• What you have to do
Find the line with "pub fn format_board(board: &Board)" in the entries below. Repeat it, every following line, and the line with "a solved rectangle", exactly and with nothing added.

• Material for the task
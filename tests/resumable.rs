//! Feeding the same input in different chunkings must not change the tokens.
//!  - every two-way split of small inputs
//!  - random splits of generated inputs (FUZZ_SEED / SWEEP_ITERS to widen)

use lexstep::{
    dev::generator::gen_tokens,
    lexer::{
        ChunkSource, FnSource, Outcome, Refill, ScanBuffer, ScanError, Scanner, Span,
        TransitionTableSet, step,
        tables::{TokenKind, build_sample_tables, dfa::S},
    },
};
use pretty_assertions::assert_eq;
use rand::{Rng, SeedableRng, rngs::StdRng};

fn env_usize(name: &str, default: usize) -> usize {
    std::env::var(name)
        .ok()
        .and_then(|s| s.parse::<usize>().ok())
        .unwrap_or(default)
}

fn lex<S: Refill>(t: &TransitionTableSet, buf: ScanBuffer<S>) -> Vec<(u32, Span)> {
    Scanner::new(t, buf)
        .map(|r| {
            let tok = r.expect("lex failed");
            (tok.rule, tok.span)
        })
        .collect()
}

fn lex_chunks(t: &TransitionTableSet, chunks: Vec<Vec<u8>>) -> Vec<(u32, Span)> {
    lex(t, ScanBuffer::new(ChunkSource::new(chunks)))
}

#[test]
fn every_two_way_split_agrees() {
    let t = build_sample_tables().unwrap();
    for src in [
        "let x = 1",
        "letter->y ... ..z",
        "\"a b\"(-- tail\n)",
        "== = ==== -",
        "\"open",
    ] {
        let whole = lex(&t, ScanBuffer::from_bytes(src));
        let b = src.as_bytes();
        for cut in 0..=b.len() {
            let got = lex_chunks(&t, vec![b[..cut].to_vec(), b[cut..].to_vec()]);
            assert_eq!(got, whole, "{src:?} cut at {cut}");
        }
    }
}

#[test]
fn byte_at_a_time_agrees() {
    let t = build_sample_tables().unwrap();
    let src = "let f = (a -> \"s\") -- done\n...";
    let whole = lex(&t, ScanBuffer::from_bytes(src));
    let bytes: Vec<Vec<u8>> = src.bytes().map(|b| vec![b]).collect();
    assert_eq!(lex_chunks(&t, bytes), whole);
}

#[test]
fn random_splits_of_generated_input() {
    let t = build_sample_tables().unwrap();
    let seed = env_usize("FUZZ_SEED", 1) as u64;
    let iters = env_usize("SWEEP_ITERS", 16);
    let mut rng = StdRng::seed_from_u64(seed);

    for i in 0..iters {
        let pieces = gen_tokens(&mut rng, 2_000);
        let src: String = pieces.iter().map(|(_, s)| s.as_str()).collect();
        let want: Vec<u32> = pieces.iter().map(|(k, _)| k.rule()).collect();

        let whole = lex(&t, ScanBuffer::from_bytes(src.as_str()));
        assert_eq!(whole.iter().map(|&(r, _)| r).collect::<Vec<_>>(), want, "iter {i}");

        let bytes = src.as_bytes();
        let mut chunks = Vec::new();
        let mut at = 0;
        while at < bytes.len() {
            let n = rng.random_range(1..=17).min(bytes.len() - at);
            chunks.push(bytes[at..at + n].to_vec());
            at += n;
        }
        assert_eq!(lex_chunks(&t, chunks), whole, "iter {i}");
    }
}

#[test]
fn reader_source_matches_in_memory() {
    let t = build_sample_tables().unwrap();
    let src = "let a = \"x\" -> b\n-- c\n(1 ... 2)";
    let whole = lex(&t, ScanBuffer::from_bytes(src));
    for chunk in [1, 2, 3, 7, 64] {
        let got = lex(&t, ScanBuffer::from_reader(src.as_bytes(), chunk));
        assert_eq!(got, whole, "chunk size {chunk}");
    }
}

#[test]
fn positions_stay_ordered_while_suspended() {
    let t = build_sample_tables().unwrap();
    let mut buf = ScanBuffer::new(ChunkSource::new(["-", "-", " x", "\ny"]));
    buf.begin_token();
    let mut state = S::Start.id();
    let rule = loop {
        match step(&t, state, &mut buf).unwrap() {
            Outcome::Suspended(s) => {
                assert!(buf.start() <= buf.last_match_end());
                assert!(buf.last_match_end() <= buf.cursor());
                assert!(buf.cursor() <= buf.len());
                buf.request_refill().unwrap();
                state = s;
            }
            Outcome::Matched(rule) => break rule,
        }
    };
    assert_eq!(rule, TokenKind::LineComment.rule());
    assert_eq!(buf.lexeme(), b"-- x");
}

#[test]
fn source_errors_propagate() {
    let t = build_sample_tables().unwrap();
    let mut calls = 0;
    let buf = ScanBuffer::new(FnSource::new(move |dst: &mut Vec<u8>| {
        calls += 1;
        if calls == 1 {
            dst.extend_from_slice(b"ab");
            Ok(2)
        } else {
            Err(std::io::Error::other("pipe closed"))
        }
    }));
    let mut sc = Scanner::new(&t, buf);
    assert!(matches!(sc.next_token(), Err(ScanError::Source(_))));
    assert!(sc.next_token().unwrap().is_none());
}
==
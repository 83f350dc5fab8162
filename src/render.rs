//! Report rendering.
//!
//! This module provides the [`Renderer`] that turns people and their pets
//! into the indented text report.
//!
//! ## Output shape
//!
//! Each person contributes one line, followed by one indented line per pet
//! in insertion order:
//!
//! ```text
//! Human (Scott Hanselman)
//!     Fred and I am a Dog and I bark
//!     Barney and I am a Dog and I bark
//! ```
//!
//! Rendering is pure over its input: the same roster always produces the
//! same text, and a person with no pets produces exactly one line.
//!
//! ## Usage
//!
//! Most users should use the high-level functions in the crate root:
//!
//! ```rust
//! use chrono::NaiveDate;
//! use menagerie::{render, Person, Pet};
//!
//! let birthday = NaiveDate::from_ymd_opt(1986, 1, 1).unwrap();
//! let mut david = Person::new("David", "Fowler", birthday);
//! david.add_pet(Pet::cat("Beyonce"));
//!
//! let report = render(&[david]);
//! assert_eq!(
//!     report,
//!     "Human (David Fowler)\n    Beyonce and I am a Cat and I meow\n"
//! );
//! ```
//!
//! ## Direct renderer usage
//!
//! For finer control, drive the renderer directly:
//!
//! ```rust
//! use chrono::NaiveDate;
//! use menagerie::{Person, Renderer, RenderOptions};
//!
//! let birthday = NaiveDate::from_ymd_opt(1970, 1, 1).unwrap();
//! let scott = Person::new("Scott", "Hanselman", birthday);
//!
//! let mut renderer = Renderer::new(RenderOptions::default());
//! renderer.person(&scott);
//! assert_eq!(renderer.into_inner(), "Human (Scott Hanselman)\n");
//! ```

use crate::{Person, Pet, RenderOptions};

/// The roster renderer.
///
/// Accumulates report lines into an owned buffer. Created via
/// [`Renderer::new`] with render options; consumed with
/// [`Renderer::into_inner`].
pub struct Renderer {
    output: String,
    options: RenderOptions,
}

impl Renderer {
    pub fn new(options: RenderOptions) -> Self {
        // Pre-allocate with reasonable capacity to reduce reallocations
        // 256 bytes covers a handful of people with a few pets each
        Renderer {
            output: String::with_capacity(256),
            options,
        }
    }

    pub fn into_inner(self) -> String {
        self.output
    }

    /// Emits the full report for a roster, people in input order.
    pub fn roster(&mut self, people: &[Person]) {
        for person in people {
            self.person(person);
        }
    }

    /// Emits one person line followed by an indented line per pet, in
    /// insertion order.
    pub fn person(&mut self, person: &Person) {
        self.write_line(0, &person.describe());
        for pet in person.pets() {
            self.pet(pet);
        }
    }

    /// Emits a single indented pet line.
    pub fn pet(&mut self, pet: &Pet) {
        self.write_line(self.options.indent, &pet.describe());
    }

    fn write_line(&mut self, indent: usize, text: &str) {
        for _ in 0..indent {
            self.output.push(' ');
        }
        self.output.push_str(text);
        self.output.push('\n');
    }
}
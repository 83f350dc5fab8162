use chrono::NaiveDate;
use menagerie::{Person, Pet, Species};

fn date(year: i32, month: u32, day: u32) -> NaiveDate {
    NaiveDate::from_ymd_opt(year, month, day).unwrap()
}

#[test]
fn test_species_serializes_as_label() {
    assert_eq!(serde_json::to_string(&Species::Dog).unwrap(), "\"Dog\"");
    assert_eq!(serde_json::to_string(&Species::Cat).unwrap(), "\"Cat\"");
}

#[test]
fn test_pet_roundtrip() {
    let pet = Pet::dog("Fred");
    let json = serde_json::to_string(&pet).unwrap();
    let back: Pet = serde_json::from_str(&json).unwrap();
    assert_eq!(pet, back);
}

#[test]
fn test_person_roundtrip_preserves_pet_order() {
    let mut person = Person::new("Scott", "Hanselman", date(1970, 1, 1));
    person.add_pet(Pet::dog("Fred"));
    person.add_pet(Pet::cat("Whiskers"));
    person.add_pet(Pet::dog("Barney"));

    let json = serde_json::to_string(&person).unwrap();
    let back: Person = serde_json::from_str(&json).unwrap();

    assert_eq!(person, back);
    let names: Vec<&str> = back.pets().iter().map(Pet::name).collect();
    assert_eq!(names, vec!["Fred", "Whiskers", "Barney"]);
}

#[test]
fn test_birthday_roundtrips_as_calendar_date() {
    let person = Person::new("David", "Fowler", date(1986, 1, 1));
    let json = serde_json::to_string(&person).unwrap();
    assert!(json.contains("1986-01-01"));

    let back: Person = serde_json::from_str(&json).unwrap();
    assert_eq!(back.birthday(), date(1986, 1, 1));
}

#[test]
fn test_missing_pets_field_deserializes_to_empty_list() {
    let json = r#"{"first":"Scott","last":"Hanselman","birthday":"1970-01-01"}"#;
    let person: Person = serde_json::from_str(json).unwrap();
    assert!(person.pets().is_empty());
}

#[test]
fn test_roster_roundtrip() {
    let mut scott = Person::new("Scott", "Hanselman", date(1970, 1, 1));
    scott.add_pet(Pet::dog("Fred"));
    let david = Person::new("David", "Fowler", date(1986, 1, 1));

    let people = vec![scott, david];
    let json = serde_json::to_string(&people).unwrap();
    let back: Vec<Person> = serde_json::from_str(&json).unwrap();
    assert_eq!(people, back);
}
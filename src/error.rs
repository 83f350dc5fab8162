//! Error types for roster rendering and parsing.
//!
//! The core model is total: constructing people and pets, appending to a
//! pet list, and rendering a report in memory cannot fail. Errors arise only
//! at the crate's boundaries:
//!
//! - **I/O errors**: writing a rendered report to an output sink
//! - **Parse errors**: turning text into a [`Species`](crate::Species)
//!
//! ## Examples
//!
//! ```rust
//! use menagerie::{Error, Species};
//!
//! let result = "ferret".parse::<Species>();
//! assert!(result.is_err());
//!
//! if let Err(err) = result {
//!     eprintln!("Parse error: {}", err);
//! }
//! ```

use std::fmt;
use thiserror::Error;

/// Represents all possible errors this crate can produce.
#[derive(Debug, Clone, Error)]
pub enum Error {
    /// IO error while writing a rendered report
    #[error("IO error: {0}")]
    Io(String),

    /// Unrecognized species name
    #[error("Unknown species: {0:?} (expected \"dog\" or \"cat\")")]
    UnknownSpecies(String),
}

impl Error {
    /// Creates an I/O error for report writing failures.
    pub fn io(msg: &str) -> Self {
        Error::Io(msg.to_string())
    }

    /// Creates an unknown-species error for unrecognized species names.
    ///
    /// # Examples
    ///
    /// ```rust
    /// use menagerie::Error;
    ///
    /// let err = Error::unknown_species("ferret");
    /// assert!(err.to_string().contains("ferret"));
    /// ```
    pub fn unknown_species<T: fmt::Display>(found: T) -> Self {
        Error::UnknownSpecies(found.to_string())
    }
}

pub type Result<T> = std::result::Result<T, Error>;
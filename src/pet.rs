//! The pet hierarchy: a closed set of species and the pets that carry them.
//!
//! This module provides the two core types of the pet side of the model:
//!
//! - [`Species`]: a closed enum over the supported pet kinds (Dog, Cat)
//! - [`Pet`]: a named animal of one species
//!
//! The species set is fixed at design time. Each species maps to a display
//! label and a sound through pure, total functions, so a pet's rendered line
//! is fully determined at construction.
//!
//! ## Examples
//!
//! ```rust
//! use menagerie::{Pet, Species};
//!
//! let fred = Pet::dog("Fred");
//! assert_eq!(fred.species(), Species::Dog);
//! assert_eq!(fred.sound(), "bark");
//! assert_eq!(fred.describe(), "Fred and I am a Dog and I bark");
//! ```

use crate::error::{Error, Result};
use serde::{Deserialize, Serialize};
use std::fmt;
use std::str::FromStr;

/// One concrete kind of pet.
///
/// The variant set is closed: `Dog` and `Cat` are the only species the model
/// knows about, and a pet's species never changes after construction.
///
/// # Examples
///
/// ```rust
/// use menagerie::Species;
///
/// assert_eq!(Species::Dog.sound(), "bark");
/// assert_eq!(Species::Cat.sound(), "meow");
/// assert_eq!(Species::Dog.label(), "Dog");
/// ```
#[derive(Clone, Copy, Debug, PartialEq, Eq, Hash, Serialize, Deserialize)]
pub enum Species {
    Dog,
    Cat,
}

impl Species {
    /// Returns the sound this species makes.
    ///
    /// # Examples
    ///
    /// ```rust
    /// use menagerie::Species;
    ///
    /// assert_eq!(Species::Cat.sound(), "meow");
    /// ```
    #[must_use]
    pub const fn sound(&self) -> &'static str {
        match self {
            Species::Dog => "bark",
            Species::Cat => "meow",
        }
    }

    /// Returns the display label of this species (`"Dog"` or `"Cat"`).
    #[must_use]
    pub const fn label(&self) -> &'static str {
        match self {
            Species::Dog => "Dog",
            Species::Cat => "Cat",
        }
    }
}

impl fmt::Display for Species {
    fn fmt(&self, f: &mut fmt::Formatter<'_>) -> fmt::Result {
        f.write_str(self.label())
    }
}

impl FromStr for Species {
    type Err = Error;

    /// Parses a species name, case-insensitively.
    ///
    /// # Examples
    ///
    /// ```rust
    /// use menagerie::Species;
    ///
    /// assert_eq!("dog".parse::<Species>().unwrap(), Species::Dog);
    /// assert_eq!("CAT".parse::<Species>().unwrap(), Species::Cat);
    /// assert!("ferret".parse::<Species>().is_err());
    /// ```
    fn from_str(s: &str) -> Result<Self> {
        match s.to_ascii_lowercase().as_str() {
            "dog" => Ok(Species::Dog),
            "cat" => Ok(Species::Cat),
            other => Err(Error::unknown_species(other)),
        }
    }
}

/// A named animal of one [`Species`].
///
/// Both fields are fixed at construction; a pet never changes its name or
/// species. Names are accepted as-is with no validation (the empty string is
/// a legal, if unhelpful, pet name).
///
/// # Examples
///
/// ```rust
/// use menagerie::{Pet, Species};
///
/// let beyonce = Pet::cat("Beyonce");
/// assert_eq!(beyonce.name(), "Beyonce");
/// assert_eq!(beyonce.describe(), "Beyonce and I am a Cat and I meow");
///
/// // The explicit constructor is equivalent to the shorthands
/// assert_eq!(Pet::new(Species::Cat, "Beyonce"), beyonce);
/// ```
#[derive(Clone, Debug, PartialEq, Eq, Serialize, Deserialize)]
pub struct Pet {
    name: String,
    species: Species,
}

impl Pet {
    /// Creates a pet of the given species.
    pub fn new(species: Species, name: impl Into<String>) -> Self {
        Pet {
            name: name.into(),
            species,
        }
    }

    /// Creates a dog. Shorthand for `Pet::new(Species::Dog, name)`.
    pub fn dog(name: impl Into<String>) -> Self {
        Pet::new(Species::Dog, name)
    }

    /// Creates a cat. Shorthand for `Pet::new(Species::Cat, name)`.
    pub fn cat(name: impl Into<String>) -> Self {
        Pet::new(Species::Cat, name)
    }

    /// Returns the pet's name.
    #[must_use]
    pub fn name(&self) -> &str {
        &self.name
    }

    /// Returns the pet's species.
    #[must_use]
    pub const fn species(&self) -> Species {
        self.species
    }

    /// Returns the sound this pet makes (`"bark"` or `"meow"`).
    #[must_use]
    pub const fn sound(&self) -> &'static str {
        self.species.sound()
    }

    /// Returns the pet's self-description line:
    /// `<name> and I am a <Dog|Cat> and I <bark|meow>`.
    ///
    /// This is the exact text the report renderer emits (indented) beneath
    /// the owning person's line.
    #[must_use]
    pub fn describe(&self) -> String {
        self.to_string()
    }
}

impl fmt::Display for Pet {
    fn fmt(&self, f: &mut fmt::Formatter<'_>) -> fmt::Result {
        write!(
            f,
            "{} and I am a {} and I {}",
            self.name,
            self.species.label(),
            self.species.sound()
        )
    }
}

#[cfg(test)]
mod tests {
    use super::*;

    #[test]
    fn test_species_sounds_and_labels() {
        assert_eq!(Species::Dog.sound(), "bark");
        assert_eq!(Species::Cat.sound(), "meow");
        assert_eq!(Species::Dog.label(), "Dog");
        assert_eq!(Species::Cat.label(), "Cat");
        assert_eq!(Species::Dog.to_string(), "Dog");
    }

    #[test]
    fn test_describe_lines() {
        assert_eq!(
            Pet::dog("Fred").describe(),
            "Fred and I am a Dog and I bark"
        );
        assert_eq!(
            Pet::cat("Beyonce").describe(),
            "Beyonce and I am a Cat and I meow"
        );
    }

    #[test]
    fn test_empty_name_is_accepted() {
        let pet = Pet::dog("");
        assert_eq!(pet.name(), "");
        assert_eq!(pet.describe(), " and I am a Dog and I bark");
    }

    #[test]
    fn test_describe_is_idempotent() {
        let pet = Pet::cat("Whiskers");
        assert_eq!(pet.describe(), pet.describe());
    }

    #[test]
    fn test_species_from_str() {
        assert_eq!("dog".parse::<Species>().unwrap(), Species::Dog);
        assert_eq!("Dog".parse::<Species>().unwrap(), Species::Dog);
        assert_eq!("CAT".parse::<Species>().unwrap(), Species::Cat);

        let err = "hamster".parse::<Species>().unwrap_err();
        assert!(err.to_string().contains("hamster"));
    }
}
* * *
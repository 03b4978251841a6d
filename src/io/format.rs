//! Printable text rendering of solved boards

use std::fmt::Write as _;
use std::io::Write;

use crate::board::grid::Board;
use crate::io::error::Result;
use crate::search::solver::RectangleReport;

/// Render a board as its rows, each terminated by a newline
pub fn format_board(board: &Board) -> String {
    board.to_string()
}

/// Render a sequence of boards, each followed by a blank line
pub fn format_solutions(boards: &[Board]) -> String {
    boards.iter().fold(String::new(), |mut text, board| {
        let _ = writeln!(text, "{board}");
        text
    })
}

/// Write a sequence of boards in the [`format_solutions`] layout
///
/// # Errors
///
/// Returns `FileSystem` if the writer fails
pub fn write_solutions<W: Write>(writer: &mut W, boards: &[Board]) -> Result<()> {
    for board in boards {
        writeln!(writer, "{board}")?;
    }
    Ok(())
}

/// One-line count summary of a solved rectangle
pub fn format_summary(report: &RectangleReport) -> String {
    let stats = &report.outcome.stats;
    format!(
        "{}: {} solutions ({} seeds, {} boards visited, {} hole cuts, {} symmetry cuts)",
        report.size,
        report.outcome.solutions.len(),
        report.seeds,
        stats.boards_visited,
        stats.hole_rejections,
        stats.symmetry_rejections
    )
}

• Exercise response
pub fn format_board(board: &Board) -> String {
    board.to_string()
}

/// Render a sequence of boards, each followed by a blank line
pub fn format_solutions(boards: &[Board]) -> String {
    boards.iter().fold(String::new(), |mut text, board| {
        let _ = writeln!(text, "{board}");
        text
    })
}

/// Write a sequence of boards in the [`format_solutions`] layout
///
/// # Errors
///
/// Returns `FileSystem` if the writer fails
pub fn write_solutions<W: Write>(writer: &mut W, boards: &[Board]) -> Result<()> {
    for board in boards {
        writeln!(writer, "{board}")?;
    }
    Ok(())
}

/// One-line count summary of a solved rectangle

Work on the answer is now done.